Norwegian poet and professor (1944–2022)

Liv Lundberg (23 October 1944 – 11 January 2022) was a Norwegian poet, novelist, essayist and translator. She was also a professor at the University of Tromsø.

==Literary career==
Lundberg made her literary debut in 1979 with the poetry collection Den klare tonen. Further collections are Hjertespeil (1981), Språkets hus har åpninger (1982) and Steindrømt (1985). In 1986 she published Sylvia Plath: Lady Lazarus, a translation of works by Sylvia Plath into Norwegian language. Her poetry collection Tveegget engel from 1988 was also influenced by Plath. In the 1990s she wrote two novels,Vinterens hjerte (1990) and Nybegynnerens forutsetningsløshet (1996). In 1997 she translated Inger Christensen's Alfabet into Norwegian language. She then returned to poetry, with the collection Afrika from 1998. In his treatment of Norwegian literature, Øystein Rottem characterized Lundberg as at the same time "ecstatic and erotic" and "analytic rational".

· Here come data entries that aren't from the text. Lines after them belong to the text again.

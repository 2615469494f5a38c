//! Flat record model for open-data query results
//!
//! A [`Record`] is one JSON object from the dataset endpoint. Field names vary
//! between datasets and any field may be missing, so every accessor returns an
//! `Option`. A [`RecordSet`] keeps the rows in the order the endpoint
//! returned them.

use chrono::NaiveDateTime;
use serde::{Deserialize, Serialize};
use serde_json::{Map, Value};
use std::collections::HashSet;

use crate::time::parse_timestamp;

/// One flat record (contract or procurement process)
#[derive(Debug, Clone, Default, PartialEq, Deserialize, Serialize)]
#[serde(transparent)]
pub struct Record(Map<String, Value>);

impl Record {
    /// Create an empty record
    pub fn new() -> Self {
        Self::default()
    }

    /// Builder-style field insertion
    pub fn with(mut self, field: &str, value: impl Into<Value>) -> Self {
        self.0.insert(field.to_string(), value.into());
        self
    }

    /// True when the record carries the key, even with a null value
    pub fn has_field(&self, field: &str) -> bool {
        self.0.contains_key(field)
    }

    /// Field rendered as text. Null and missing fields are `None`.
    pub fn text(&self, field: &str) -> Option<String> {
        match self.0.get(field)? {
            Value::Null => None,
            Value::String(s) => Some(s.clone()),
            Value::Number(n) => Some(n.to_string()),
            Value::Bool(b) => Some(b.to_string()),
            other => Some(other.to_string()),
        }
    }

    /// Field coerced to a finite number.
    ///
    /// Accepts JSON numbers and numeric strings; anything else is absent.
    pub fn number(&self, field: &str) -> Option<f64> {
        let value = match self.0.get(field)? {
            Value::Number(n) => n.as_f64(),
            Value::String(s) => s.trim().parse::<f64>().ok(),
            _ => None,
        }?;
        value.is_finite().then_some(value)
    }

    /// Field parsed as a timestamp
    pub fn timestamp(&self, field: &str) -> Option<NaiveDateTime> {
        match self.0.get(field)? {
            Value::String(s) => parse_timestamp(s),
            _ => None,
        }
    }
}

impl From<Map<String, Value>> for Record {
    fn from(map: Map<String, Value>) -> Self {
        Self(map)
    }
}

/// Ordered rows returned by one query
#[derive(Debug, Clone, Default, PartialEq, Deserialize, Serialize)]
#[serde(transparent)]
pub struct RecordSet(Vec<Record>);

impl RecordSet {
    pub fn new(records: Vec<Record>) -> Self {
        Self(records)
    }

    pub fn len(&self) -> usize {
        self.0.len()
    }

    pub fn is_empty(&self) -> bool {
        self.0.is_empty()
    }

    pub fn iter(&self) -> std::slice::Iter<'_, Record> {
        self.0.iter()
    }

    /// Keep only the records for which `keep` returns true, in order
    pub fn retain(&mut self, keep: impl FnMut(&Record) -> bool) {
        self.0.retain(keep);
    }

    /// A field is a column of the set when any record carries it
    pub fn has_column(&self, field: &str) -> bool {
        self.0.iter().any(|r| r.has_field(field))
    }

    /// Columns from `fields` that no record carries, in the given order
    pub fn missing_columns<'a>(&self, fields: &[&'a str]) -> Vec<&'a str> {
        fields
            .iter()
            .copied()
            .filter(|f| !self.has_column(f))
            .collect()
    }

    /// Number of distinct non-null text values of a field
    pub fn distinct_count(&self, field: &str) -> usize {
        self.0
            .iter()
            .filter_map(|r| r.text(field))
            .collect::<HashSet<_>>()
            .len()
    }
}

impl From<Vec<Record>> for RecordSet {
    fn from(records: Vec<Record>) -> Self {
        Self(records)
    }
}

impl IntoIterator for RecordSet {
    type Item = Record;
    type IntoIter = std::vec::IntoIter<Record>;

    fn into_iter(self) -> Self::IntoIter {
        self.0.into_iter()
    }
}

impl<'a> IntoIterator for &'a RecordSet {
    type Item = &'a Record;
    type IntoIter = std::slice::Iter<'a, Record>;

    fn into_iter(self) -> Self::IntoIter {
        self.0.iter()
    }
}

Lundberg further issued the poetry collections Iverksatt (1999) and Harlekins hud (2001). Her essays collection Tekstens etiske øyeblikk og andre essays was published in 2005, and the poetry collection Når jeg ikke hører hjemme in 2008. She also translated works by Nina Cassian, Ingrid Jonker and Shuntarō Tanikawa into Norwegian language.

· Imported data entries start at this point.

//! secop-lookup library - supplier lookup over the SECOP open datasets
//!
//! Each request runs one pipeline: a [`fetch::RecordSource`] retrieves the
//! supplier's rows, [`aggregate::aggregate`] summarizes them and
//! [`report::Report`] shapes the result for the browser or the xlsx download.

use std::sync::Arc;

use axum::Router;
use chrono::NaiveDateTime;
use secop_common::config::SourcesConfig;
use tower_http::trace::TraceLayer;

pub mod aggregate;
pub mod api;
pub mod dataset;
pub mod error;
pub mod fetch;
pub mod notice;
pub mod report;

use dataset::Dataset;
use fetch::{FetchError, RecordSource, SocrataClient};

/// Source of "now" for the simultaneous-contracts count
pub type Clock = fn() -> NaiveDateTime;

/// Application state shared across HTTP handlers
#[derive(Clone)]
pub struct AppState {
    /// Electronic contracts dataset
    pub contracts: Arc<dyn RecordSource>,
    /// Contracting processes dataset
    pub processes: Arc<dyn RecordSource>,
    pub clock: Clock,
}

impl AppState {
    /// Create state over the given sources, reading the local wall clock
    pub fn new(contracts: Arc<dyn RecordSource>, processes: Arc<dyn RecordSource>) -> Self {
        Self {
            contracts,
            processes,
            clock: secop_common::time::local_now,
        }
    }

    /// Replace the clock (tests pin "now" to a fixed instant)
    pub fn with_clock(mut self, clock: Clock) -> Self {
        self.clock = clock;
        self
    }

    /// Build Socrata clients for both configured endpoints
    pub fn from_config(sources: &SourcesConfig) -> Result<Self, FetchError> {
        let contracts = SocrataClient::new(sources.contracts_url.clone(), sources.timeout())?;
        let processes = SocrataClient::new(sources.processes_url.clone(), sources.timeout())?;
        Ok(Self::new(Arc::new(contracts), Arc::new(processes)))
    }

    pub fn source(&self, dataset: Dataset) -> &dyn RecordSource {
        match dataset {
            Dataset::Contracts => self.contracts.as_ref(),
            Dataset::Processes => self.processes.as_ref(),
        }
    }
}

/// Build application router
pub fn build_router(state: AppState) -> Router {
    use axum::routing::get;

    let lookup = Router::new()
        .route("/api/:dataset/search", get(api::search))
        .route("/api/:dataset/export", get(api::export));

    let public = Router::new()
        .route("/", get(api::serve_index))
        .route("/static/app.js", get(api::serve_app_js))
        .merge(api::service_routes());

    Router::new()
        .merge(lookup)
        .merge(public)
        .layer(TraceLayer::new_for_http())
        .with_state(state)
}
//! Timestamp utilities
//!
//! Open-data endpoints publish dates as Socrata "floating timestamps"
//! (`2023-01-01T00:00:00.000`) but older rows and hand-loaded datasets also
//! carry plain dates or day-first dates. Everything is handled as a naive
//! local timestamp; the source carries no offset.

use chrono::{DateTime, Local, Months, NaiveDate, NaiveDateTime};

/// Datetime layouts tried in order after RFC 3339
const DATETIME_FORMATS: &[&str] = &[
    "%Y-%m-%dT%H:%M:%S%.f",
    "%Y-%m-%dT%H:%M:%S",
    "%Y-%m-%d %H:%M:%S%.f",
    "%Y-%m-%d %H:%M:%S",
];

/// Date-only layouts, interpreted as midnight
const DATE_FORMATS: &[&str] = &["%Y-%m-%d", "%d/%m/%Y", "%Y/%m/%d"];

/// Current local wall-clock time as a naive timestamp
pub fn local_now() -> NaiveDateTime {
    Local::now().naive_local()
}

/// Parse a timestamp string in any of the accepted layouts.
///
/// Returns `None` for empty or unrecognised input. RFC 3339 values with an
/// explicit offset keep their wall-clock reading.
pub fn parse_timestamp(raw: &str) -> Option<NaiveDateTime> {
    let raw = raw.trim();
    if raw.is_empty() {
        return None;
    }

    if let Ok(dt) = DateTime::parse_from_rfc3339(raw) {
        return Some(dt.naive_local());
    }

    for fmt in DATETIME_FORMATS {
        if let Ok(dt) = NaiveDateTime::parse_from_str(raw, fmt) {
            return Some(dt);
        }
    }

    DATE_FORMATS
        .iter()
        .find_map(|fmt| NaiveDate::parse_from_str(raw, fmt).ok())
        .and_then(|d| d.and_hms_opt(0, 0, 0))
}

/// Add calendar months, clamping to the last day of the target month.
///
/// Saturates at the input value if the result would overflow chrono's range.
pub fn add_months(start: NaiveDateTime, months: u32) -> NaiveDateTime {
    start
        .checked_add_months(Months::new(months))
        .unwrap_or(start)
}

Lundberg was also assigned professor at the University of Tromsø, and was awarded Utdanningsprisen in 2012 for her academic contributions.

==Personal life==
Lundberg was born in Bardu Municipality on 23 October 1944. She was the mother of Ingeborg Arvola.

She was diagnosed with breast cancer in 2020, and died in Oslo on 11 January 2022.